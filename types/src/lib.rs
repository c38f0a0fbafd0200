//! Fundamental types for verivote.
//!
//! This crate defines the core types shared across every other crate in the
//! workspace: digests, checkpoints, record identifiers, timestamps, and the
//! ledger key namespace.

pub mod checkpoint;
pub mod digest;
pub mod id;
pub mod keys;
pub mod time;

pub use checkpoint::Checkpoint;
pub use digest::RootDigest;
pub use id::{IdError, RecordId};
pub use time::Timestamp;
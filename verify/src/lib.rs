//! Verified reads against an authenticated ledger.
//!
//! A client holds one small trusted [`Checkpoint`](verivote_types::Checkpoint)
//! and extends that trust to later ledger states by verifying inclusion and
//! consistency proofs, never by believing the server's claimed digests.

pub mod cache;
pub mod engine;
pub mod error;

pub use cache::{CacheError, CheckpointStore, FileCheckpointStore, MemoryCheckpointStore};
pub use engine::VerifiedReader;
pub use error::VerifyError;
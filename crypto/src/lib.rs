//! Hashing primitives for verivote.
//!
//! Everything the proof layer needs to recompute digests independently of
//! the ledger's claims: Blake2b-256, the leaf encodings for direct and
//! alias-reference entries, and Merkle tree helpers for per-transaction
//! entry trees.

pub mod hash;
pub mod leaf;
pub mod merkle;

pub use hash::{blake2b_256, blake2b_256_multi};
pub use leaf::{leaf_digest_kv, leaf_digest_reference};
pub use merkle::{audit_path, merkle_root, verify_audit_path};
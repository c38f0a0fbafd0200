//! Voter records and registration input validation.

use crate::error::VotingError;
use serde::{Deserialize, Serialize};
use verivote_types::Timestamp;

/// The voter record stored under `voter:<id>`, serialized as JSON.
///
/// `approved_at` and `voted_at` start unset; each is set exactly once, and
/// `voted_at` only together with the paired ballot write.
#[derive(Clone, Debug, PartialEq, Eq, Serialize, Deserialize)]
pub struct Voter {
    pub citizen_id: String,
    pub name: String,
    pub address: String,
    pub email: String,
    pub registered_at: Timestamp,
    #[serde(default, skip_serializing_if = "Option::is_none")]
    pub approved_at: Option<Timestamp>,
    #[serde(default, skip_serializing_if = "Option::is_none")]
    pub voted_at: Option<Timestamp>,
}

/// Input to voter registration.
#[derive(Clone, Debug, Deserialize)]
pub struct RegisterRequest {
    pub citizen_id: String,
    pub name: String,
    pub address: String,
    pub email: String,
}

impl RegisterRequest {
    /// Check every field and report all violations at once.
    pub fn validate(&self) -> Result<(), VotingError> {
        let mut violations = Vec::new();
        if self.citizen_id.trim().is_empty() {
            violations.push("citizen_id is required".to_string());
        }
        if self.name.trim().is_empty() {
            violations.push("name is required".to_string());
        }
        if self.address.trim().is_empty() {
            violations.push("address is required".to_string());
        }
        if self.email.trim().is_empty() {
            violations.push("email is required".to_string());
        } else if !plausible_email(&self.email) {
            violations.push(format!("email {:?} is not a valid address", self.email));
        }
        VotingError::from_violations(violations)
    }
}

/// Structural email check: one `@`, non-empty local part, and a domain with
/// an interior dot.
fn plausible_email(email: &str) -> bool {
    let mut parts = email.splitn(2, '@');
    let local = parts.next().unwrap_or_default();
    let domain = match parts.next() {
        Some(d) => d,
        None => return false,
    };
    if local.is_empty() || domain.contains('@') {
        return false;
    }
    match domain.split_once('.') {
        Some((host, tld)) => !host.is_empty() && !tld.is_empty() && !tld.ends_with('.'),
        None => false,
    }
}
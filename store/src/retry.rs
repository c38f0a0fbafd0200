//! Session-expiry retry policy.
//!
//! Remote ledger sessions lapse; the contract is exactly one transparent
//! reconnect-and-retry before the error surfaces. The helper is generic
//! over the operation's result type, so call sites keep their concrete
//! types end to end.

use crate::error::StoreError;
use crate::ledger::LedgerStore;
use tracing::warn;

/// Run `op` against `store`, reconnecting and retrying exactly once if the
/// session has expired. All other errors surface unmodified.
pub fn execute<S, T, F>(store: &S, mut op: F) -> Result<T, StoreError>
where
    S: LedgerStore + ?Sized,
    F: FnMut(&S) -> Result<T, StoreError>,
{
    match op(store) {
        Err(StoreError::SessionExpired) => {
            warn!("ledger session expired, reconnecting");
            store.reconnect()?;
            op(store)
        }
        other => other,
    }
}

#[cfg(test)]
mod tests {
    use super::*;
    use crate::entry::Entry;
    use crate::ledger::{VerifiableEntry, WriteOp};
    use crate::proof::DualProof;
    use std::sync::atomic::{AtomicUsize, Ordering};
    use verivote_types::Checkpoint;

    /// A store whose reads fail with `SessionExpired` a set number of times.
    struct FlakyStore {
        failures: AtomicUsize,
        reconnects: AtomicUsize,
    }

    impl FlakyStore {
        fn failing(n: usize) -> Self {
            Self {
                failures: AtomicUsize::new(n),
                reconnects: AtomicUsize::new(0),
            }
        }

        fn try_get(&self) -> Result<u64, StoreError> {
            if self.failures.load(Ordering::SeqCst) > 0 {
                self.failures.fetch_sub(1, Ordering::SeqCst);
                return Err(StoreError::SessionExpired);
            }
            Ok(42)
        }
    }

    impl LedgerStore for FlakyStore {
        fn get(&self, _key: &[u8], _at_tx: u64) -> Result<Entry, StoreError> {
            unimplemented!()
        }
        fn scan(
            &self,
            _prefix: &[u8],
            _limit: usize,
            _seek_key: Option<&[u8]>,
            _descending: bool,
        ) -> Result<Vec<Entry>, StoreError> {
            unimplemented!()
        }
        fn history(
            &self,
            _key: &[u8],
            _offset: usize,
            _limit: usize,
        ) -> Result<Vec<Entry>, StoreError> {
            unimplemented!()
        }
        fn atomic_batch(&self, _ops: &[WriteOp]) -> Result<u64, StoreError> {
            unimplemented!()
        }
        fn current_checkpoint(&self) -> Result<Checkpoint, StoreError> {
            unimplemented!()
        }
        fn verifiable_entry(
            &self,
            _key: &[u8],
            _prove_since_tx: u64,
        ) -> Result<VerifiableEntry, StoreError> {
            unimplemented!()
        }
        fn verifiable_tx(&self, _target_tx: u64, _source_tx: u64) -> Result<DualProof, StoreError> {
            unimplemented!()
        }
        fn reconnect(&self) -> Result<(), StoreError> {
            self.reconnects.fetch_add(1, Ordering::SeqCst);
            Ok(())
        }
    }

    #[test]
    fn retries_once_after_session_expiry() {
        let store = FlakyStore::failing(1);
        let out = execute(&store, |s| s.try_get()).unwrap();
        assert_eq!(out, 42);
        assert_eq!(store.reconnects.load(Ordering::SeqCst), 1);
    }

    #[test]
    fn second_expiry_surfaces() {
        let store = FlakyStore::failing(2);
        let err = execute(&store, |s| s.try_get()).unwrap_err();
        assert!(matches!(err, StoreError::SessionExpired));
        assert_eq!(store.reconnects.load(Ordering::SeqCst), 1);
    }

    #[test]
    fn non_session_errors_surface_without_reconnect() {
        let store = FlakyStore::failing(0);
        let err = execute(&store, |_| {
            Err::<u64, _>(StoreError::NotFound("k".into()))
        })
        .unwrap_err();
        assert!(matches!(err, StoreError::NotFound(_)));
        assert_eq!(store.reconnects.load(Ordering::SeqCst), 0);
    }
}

• EXERCISE INSTRUCTIONS
Each line of the records, from the opening one through the line holding "exactly once, and", should be restated word for word, with nothing else in the answer.

• ANSWER TO THIS EXERCISE
filename types/src/lib.rs
repository c38f0a0fbafd0200
//! Fundamental types for verivote.
//!
//! This crate defines the core types shared across every other crate in the
//! workspace: digests, checkpoints, record identifiers, timestamps, and the
//! ledger key namespace.

pub mod checkpoint;
pub mod digest;
pub mod id;
pub mod keys;
pub mod time;

pub use checkpoint::Checkpoint;
pub use digest::RootDigest;
pub use id::{IdError, RecordId};
pub use time::Timestamp;
filename verify/src/lib.rs
//! Verified reads against an authenticated ledger.
//!
//! A client holds one small trusted [`Checkpoint`](verivote_types::Checkpoint)
//! and extends that trust to later ledger states by verifying inclusion and
//! consistency proofs, never by believing the server's claimed digests.

pub mod cache;
pub mod engine;
pub mod error;

pub use cache::{CacheError, CheckpointStore, FileCheckpointStore, MemoryCheckpointStore};
pub use engine::VerifiedReader;
pub use error::VerifyError;
filename crypto/src/lib.rs
//! Hashing primitives for verivote.
//!
//! Everything the proof layer needs to recompute digests independently of
//! the ledger's claims: Blake2b-256, the leaf encodings for direct and
//! alias-reference entries, and Merkle tree helpers for per-transaction
//! entry trees.

pub mod hash;
pub mod leaf;
pub mod merkle;

pub use hash::{blake2b_256, blake2b_256_multi};
pub use leaf::{leaf_digest_kv, leaf_digest_reference};
pub use merkle::{audit_path, merkle_root, verify_audit_path};
repository c38f0a0fbafd0200
//! Voter records and registration input validation.

use crate::error::VotingError;
use serde::{Deserialize, Serialize};
use verivote_types::Timestamp;

/// The voter record stored under `voter:<id>`, serialized as JSON.
///
/// `approved_at` and `voted_at` start unset; each is set exactly once, and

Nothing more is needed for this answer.